Content starts
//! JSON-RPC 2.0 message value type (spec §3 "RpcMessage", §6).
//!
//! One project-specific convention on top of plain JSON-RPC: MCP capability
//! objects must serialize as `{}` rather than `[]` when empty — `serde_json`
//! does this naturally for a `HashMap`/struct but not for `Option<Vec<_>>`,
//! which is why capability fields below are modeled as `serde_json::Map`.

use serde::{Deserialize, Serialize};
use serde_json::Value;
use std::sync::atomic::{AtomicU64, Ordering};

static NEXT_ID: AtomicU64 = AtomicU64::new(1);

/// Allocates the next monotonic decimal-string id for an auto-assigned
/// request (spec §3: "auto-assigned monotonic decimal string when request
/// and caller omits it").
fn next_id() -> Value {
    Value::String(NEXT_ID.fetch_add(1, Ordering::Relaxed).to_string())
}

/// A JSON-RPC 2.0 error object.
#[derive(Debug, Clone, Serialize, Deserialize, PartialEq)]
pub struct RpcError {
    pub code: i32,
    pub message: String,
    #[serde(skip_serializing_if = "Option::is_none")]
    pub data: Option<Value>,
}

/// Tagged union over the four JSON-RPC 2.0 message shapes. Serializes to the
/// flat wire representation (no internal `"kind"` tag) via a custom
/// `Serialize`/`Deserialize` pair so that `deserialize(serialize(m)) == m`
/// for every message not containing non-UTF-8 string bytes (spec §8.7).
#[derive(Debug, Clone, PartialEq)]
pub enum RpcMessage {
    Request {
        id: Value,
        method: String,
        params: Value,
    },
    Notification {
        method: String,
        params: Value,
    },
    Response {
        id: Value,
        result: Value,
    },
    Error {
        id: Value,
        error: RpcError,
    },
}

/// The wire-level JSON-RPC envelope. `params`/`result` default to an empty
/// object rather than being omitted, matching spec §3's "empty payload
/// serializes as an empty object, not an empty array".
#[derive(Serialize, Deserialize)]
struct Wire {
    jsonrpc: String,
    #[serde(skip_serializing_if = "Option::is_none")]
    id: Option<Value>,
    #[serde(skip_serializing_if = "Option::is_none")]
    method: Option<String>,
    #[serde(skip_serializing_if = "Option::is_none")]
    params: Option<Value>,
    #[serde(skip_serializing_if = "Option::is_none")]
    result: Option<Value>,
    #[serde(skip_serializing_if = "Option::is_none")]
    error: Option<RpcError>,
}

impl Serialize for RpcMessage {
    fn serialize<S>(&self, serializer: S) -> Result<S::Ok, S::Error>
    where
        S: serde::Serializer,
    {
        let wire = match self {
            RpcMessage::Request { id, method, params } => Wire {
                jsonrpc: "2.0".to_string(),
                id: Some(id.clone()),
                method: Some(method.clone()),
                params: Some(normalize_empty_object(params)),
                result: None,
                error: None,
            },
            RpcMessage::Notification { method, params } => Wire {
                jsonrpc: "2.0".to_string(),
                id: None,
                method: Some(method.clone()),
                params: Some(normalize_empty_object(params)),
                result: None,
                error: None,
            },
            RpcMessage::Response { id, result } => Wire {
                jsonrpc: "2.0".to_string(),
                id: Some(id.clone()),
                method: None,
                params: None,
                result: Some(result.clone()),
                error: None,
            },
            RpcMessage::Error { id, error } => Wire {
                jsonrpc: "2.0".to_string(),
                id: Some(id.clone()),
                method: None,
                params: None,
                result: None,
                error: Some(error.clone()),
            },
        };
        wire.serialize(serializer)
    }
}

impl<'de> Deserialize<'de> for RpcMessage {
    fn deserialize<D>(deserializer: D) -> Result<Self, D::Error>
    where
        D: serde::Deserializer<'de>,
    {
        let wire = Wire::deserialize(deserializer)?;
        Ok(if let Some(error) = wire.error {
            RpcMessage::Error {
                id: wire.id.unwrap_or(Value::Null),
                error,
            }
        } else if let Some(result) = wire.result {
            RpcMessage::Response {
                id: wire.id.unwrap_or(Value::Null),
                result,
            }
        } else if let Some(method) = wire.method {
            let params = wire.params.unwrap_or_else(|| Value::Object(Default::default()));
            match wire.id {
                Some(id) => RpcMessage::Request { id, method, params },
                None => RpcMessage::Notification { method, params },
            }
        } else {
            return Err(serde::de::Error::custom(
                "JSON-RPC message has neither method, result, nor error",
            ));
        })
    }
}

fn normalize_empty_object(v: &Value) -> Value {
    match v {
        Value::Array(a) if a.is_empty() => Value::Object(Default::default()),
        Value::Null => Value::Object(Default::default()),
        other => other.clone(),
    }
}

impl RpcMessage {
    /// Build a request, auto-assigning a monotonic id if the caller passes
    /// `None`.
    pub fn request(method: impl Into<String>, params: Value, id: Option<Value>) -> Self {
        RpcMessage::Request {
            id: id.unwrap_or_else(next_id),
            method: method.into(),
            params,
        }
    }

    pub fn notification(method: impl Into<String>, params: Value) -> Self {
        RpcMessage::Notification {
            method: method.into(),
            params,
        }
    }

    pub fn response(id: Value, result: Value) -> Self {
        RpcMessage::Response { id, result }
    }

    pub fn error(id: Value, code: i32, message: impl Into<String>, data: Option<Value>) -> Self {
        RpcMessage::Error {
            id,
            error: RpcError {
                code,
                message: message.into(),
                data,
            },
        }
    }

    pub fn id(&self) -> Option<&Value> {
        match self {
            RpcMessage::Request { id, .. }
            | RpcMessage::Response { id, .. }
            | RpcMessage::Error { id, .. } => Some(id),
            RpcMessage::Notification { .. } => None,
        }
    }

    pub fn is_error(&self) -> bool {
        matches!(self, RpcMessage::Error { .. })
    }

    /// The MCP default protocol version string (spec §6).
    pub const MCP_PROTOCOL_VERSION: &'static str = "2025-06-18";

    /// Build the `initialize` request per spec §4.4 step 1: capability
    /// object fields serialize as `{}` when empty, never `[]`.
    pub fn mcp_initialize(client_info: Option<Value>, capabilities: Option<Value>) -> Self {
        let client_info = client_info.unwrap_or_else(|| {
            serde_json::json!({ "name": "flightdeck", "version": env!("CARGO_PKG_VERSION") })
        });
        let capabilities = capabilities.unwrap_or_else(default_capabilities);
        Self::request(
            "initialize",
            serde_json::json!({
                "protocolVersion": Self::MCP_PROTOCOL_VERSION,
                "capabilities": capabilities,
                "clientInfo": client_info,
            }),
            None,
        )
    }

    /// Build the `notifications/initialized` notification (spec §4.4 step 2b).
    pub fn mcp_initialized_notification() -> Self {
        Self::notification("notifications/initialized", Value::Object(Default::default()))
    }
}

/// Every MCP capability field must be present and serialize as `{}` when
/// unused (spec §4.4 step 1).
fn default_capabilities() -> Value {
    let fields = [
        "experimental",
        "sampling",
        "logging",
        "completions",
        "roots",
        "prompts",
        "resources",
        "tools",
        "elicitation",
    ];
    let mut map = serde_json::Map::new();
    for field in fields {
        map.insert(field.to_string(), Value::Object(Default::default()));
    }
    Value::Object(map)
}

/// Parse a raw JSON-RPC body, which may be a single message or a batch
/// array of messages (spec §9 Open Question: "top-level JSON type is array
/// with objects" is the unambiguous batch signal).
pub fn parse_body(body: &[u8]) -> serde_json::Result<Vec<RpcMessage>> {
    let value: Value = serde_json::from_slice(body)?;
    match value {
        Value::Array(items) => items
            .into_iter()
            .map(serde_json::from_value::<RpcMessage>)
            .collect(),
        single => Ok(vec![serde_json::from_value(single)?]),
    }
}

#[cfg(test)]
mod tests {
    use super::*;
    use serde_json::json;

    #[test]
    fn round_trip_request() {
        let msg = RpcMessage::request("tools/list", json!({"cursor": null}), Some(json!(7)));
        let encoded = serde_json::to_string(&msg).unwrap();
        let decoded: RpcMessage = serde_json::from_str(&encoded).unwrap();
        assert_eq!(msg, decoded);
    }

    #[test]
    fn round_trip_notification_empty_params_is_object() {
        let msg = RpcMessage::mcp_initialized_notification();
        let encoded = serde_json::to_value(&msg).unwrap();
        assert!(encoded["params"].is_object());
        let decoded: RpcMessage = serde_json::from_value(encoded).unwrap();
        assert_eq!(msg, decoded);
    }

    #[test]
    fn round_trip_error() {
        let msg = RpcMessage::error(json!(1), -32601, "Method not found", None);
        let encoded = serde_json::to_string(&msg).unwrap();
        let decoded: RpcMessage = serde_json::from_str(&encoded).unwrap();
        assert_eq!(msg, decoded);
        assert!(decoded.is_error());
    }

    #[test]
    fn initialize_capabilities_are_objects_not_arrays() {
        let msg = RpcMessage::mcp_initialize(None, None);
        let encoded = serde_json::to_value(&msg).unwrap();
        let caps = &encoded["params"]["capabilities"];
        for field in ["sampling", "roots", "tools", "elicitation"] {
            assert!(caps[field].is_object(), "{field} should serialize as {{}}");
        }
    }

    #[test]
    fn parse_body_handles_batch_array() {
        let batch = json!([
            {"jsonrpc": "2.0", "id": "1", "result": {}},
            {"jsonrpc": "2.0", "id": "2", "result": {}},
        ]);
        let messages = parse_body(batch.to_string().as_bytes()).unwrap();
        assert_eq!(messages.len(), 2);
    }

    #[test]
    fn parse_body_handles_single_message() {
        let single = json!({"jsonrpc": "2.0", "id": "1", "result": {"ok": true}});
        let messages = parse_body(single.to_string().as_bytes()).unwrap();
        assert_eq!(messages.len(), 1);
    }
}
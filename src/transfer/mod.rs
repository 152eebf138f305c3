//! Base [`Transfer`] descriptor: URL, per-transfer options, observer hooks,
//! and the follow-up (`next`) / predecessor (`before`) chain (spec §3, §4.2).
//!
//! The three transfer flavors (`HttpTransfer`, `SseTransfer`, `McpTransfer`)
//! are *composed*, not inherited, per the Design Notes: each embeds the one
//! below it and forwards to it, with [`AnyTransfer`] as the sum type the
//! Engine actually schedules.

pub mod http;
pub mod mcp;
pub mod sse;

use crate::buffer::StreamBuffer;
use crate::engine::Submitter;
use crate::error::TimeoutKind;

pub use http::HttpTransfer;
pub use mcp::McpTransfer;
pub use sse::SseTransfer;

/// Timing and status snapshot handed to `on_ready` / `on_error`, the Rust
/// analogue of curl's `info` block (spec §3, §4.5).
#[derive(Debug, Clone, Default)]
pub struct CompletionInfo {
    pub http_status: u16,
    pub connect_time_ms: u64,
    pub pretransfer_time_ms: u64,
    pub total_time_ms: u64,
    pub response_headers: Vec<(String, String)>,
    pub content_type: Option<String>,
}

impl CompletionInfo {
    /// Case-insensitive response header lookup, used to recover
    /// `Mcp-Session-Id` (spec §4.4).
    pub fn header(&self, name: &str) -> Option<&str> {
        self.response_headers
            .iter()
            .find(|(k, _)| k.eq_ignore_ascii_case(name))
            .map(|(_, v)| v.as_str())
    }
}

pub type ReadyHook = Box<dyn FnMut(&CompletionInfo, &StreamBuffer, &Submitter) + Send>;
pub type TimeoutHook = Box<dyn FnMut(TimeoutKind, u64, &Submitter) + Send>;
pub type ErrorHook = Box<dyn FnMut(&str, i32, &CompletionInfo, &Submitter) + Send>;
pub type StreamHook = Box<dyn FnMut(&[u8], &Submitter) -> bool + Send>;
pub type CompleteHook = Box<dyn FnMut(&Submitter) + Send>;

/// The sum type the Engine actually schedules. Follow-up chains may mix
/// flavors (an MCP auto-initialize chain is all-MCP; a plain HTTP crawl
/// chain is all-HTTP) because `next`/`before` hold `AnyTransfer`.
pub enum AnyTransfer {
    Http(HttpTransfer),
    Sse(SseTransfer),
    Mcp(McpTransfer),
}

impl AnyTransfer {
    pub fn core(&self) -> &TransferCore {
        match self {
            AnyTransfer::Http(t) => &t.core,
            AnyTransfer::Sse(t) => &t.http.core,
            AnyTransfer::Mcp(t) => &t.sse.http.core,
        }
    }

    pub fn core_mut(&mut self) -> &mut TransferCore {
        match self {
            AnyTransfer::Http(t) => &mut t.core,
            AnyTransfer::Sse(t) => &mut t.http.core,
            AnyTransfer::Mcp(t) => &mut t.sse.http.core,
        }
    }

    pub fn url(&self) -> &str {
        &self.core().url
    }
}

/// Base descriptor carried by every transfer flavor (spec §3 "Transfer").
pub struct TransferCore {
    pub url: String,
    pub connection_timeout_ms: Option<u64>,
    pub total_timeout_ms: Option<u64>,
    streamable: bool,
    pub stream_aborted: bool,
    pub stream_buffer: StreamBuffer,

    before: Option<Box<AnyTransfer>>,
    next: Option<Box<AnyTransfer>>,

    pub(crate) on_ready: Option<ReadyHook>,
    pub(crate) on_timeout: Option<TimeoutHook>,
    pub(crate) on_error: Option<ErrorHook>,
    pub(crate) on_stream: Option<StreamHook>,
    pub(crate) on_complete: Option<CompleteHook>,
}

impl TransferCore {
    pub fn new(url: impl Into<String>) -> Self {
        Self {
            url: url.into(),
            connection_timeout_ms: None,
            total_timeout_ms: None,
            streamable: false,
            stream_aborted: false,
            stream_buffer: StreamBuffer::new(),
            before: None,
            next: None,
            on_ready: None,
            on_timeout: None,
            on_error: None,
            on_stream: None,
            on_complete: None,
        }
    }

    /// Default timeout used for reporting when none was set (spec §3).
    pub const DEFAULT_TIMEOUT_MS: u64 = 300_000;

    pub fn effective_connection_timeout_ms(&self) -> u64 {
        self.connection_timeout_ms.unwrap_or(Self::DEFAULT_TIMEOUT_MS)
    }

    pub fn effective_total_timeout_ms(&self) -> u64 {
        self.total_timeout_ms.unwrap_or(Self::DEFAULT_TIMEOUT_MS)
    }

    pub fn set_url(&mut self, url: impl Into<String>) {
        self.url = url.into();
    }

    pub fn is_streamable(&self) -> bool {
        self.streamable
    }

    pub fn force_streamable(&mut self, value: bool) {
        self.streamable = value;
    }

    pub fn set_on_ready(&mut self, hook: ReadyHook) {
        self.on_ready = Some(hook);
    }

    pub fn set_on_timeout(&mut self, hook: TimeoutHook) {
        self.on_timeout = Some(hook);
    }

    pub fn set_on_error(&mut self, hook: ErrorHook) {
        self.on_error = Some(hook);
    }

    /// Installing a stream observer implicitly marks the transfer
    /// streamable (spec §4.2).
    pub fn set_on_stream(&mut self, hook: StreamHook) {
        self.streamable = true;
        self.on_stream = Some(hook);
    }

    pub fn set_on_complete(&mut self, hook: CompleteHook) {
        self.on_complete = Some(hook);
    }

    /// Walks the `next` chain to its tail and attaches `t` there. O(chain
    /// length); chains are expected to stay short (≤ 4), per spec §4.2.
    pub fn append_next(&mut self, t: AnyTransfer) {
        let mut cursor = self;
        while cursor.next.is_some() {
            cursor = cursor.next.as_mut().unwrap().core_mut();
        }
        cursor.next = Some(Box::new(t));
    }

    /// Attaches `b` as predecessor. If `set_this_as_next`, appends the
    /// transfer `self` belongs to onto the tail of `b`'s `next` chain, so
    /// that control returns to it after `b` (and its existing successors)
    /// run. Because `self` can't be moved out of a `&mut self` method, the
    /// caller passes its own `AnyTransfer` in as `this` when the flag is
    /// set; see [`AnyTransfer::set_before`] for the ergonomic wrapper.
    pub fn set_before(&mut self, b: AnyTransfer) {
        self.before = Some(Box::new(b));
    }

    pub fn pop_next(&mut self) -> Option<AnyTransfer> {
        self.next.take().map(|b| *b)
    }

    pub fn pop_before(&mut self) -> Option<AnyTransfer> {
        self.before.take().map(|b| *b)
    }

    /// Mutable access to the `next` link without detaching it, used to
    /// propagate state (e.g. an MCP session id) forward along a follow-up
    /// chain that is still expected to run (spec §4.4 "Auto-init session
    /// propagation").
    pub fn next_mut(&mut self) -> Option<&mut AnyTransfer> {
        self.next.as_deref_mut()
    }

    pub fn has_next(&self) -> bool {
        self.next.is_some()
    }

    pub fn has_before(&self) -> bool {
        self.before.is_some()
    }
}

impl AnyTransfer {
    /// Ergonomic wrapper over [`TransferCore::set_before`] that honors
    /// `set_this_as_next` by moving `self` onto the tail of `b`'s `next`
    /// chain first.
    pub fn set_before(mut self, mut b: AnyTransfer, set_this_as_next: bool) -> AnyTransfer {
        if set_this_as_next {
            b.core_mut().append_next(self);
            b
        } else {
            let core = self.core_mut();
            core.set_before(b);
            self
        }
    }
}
Content ends
▶ [WHAT TO DO]:
Reproduce, word for word, every line starting at the line that contains "pub fn set_before(mut" and ending with the final line of the entries.

▶ [REPLY]:
    pub fn set_before(mut self, mut b: AnyTransfer, set_this_as_next: bool) -> AnyTransfer {
        if set_this_as_next {
            b.core_mut().append_next(self);
            b
        } else {
            let core = self.core_mut();
            core.set_before(b);
            self
        }
    }
}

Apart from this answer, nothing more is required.